I invite the reader to keep in mind whichever equation is more intuitive. The first equation concerns how much weight to put on the fully described consequences belonging to each individual: e.g. ‘those in the top 10% but not the top 5% have lives that look like this – how much does that fact contribute to the overall good?’. The second equation concerns how much weight to give to advantages that those in one group have but those in another do not: e.g. ‘the top 10% of people enjoy at least 10 extra years of life in addition to those things enjoyed by those less fortunate – how much does that fact contribute to the overall good?’. The differences between them won’t matter to the discussion here.

On this picture, D2 is better than D1, because D2 has a higher rank-weighted average or rank-weighted total utility, where those with relatively lower utility values are given more weight. When a distribution is more spread out in terms of utility and we put more weight on relatively worse-off individuals, individuals with lower utility bring down the rank-weighted average utility more than individuals with higher utility bring it up. Thus, if relatively worse-off individuals get more weight, then when two distributions have the same average utility, the one that is less spread out in terms of utility will have a higher rank-weighted average.Footnote 12

This aggregation rule gives priority to those who are worse-off in a relative sense: the weight given to those at the bottom of a particular distribution is higher than the weight given to those at the top of that distribution. The welfare of those who are relatively better off makes less of a difference to the overall good than the welfare of those who are relatively worse off.

W (rank-weighted utilitarianism) is a sort of dual to P (absolute prioritarianism): instead of transforming the utility values (with v) and keeping group sizes as weights, we transform the weights (with I or w) and keep utility values. It is unfortunate that v has been sometimes called an (absolute) prioritarian ‘weighting’ function instead of a ‘value’ function, since it transforms utility values, not the weight that each utility value gets – and the key formal difference between absolute and relative prioritarianism is which function gets transformed. To maintain precision, I will refer to the absolute prioritarian v as a value function and the relative prioritarian I or w as a weighting function – more on the philosophical distinction between value and weight in subsequent sections.

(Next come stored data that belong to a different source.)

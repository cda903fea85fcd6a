use reqwest::StatusCode;
use serde::Deserialize;
use thiserror::Error;
use tracing::debug;

use crate::auth::TokenDecodeError;

/// Message shown when the backend gives no explanation
pub const GENERIC_SERVER_MESSAGE: &str = "Service error";

pub const SESSION_EXPIRED_MESSAGE: &str = "Login expired, please log in again";

pub const NETWORK_MESSAGE: &str =
    "Network connection failed, please check that the backend service is running";

/// Maximum length for error response bodies in log messages
const MAX_ERROR_BODY_LENGTH: usize = 500;

/// The four ways a pipeline call can fail
#[derive(Debug, Clone, Copy, PartialEq, Eq)]
pub enum ErrorKind {
    /// Local expiry marker passed; nothing was sent
    ClientSideExpired,
    /// Backend answered 401
    SessionInvalid,
    /// No response, connection could not be made
    NetworkUnreachable,
    /// Everything else
    ServerError,
}

#[derive(Error, Debug)]
pub enum ApiError {
    #[error("Session expired locally - request not sent")]
    ClientSideExpired,

    #[error("Unauthorized - session is no longer valid")]
    SessionInvalid,

    #[error("Network unreachable: {0}")]
    NetworkUnreachable(#[source] reqwest::Error),

    #[error("Server error: {message}")]
    Server {
        status: Option<StatusCode>,
        message: String,
    },

    #[error("Request failed: {0}")]
    Transport(#[source] reqwest::Error),

    #[error("Invalid response: {0}")]
    InvalidResponse(String),

    #[error("Token cannot be sent as a header")]
    InvalidHeader,

    #[error("Not logged in")]
    NotLoggedIn,

    #[error("Invalid session token: {0}")]
    TokenDecode(#[from] TokenDecodeError),
}

impl ApiError {
    pub fn kind(&self) -> ErrorKind {
        match self {
            ApiError::ClientSideExpired => ErrorKind::ClientSideExpired,
            ApiError::SessionInvalid | ApiError::NotLoggedIn => ErrorKind::SessionInvalid,
            ApiError::NetworkUnreachable(_) => ErrorKind::NetworkUnreachable,
            ApiError::Server { .. }
            | ApiError::Transport(_)
            | ApiError::InvalidResponse(_)
            | ApiError::InvalidHeader
            | ApiError::TokenDecode(_) => ErrorKind::ServerError,
        }
    }

    /// HTTP status, when the failure came with one
    pub fn status(&self) -> Option<StatusCode> {
        match self {
            ApiError::SessionInvalid => Some(StatusCode::UNAUTHORIZED),
            ApiError::Server { status, .. } => *status,
            _ => None,
        }
    }

    /// Backend-supplied message or generic text for server errors
    pub fn server_message(message: Option<String>) -> Self {
        ApiError::Server {
            status: None,
            message: message
                .filter(|m| !m.trim().is_empty())
                .unwrap_or_else(|| GENERIC_SERVER_MESSAGE.to_string()),
        }
    }

    /// Text of the notice shown for this failure
    pub fn user_message(&self) -> String {
        match self {
            ApiError::ClientSideExpired | ApiError::SessionInvalid | ApiError::NotLoggedIn => {
                SESSION_EXPIRED_MESSAGE.to_string()
            }
            ApiError::NetworkUnreachable(_) => NETWORK_MESSAGE.to_string(),
            ApiError::Server { message, .. } => message.clone(),
            _ => GENERIC_SERVER_MESSAGE.to_string(),
        }
    }
}

#[derive(Debug, Deserialize)]
struct ErrorBody {
    message: Option<String>,
}

/// Truncate a response body to avoid logging excessive data
fn truncate_body(body: &str) -> String {
    if body.len() <= MAX_ERROR_BODY_LENGTH {
        body.to_string()
    } else {
        let cut: String = body.chars().take(MAX_ERROR_BODY_LENGTH).collect();
        format!("{}... (truncated, {} total bytes)", cut, body.len())
    }
}

/// Classify a non-success HTTP response. Pure: no state is touched.
pub fn classify_status(status: StatusCode, body: &str) -> ApiError {
    debug!(status = %status, body = %truncate_body(body), "Classifying error response");
    if status == StatusCode::UNAUTHORIZED {
        return ApiError::SessionInvalid;
    }
    let message = serde_json::from_str::<ErrorBody>(body)
        .ok()
        .and_then(|b| b.message);
    match ApiError::server_message(message) {
        ApiError::Server { message, .. } => ApiError::Server {
            status: Some(status),
            message,
        },
        other => other,
    }
}

/// Classify a failure where no response arrived. Pure.
pub fn classify_transport(err: reqwest::Error) -> ApiError {
    if err.is_connect() {
        ApiError::NetworkUnreachable(err)
    } else {
        ApiError::Transport(err)
    }
}

#[cfg(test)]
mod tests {
    use super::*;

    #[test]
    fn test_401_is_session_invalid() {
        let err = classify_status(StatusCode::UNAUTHORIZED, r#"{"code":401,"message":"bad token"}"#);
        assert!(matches!(err, ApiError::SessionInvalid));
        assert_eq!(err.kind(), ErrorKind::SessionInvalid);
        assert_eq!(err.status(), Some(StatusCode::UNAUTHORIZED));
        assert_eq!(err.user_message(), SESSION_EXPIRED_MESSAGE);
    }

    #[test]
    fn test_backend_message_is_kept() {
        let err = classify_status(
            StatusCode::INTERNAL_SERVER_ERROR,
            r#"{"code":500,"message":"Category still has books"}"#,
        );
        assert_eq!(err.kind(), ErrorKind::ServerError);
        assert_eq!(err.status(), Some(StatusCode::INTERNAL_SERVER_ERROR));
        assert_eq!(err.user_message(), "Category still has books");
    }

    #[test]
    fn test_generic_message_without_body() {
        for body in ["", "<html>oops</html>", r#"{"code":403}"#, r#"{"message":"  "}"#] {
            let err = classify_status(StatusCode::FORBIDDEN, body);
            assert_eq!(err.kind(), ErrorKind::ServerError);
            assert_eq!(err.user_message(), GENERIC_SERVER_MESSAGE);
        }
    }

    #[test]
    fn test_kinds_of_local_errors() {
        assert_eq!(ApiError::ClientSideExpired.kind(), ErrorKind::ClientSideExpired);
        assert_eq!(ApiError::NotLoggedIn.kind(), ErrorKind::SessionInvalid);
        assert_eq!(ApiError::InvalidHeader.kind(), ErrorKind::ServerError);
        assert_eq!(
            ApiError::TokenDecode(TokenDecodeError::Malformed).kind(),
            ErrorKind::ServerError
        );
        assert_eq!(ApiError::ClientSideExpired.user_message(), SESSION_EXPIRED_MESSAGE);
    }

    #[test]
    fn test_truncate_body() {
        assert_eq!(truncate_body("short"), "short");
        let long = "x".repeat(MAX_ERROR_BODY_LENGTH + 10);
        let truncated = truncate_body(&long);
        assert!(truncated.starts_with(&"x".repeat(MAX_ERROR_BODY_LENGTH)));
        assert!(truncated.ends_with("(truncated, 510 total bytes)"));
    }

    #[tokio::test]
    async fn test_refused_connection_is_network_unreachable() {
        // bind then drop to get a port nothing listens on
        let listener = std::net::TcpListener::bind("127.0.0.1:0").unwrap();
        let addr = listener.local_addr().unwrap();
        drop(listener);

        let err = reqwest::Client::new()
            .get(format!("http://{}/", addr))
            .send()
            .await
            .unwrap_err();
        let classified = classify_transport(err);
        assert_eq!(classified.kind(), ErrorKind::NetworkUnreachable);
        assert_eq!(classified.user_message(), NETWORK_MESSAGE);
    }
}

W and P do not give rise to the same orderings of social distributions: there are orderings that can be captured by W but not P, and vice versa.Footnote 13 So they are not merely notational variants of each other with different philosophical interpretations; instead, they say different things about which distributions are better than which others, and in what way the interests of the worse-off should matter more.

When weighted-rank utilitarianism is discussed in the philosophical literature, it is interpreted as an egalitarian principle, for reasons I will discuss shortly. But it needn’t be. I will argue that a particular ethical interpretation of W is a plausible way to satisfy the prioritarian concerns: individual good, spread aversion, and (perhaps surprisingly!) no distributional good. This interpretation accepts these claims and, instead of absolute priority, accepts:

relative priority: It is more valuable to increase the utility of the relatively worse-off than that of the relatively better-off, regardless of their absolute utility.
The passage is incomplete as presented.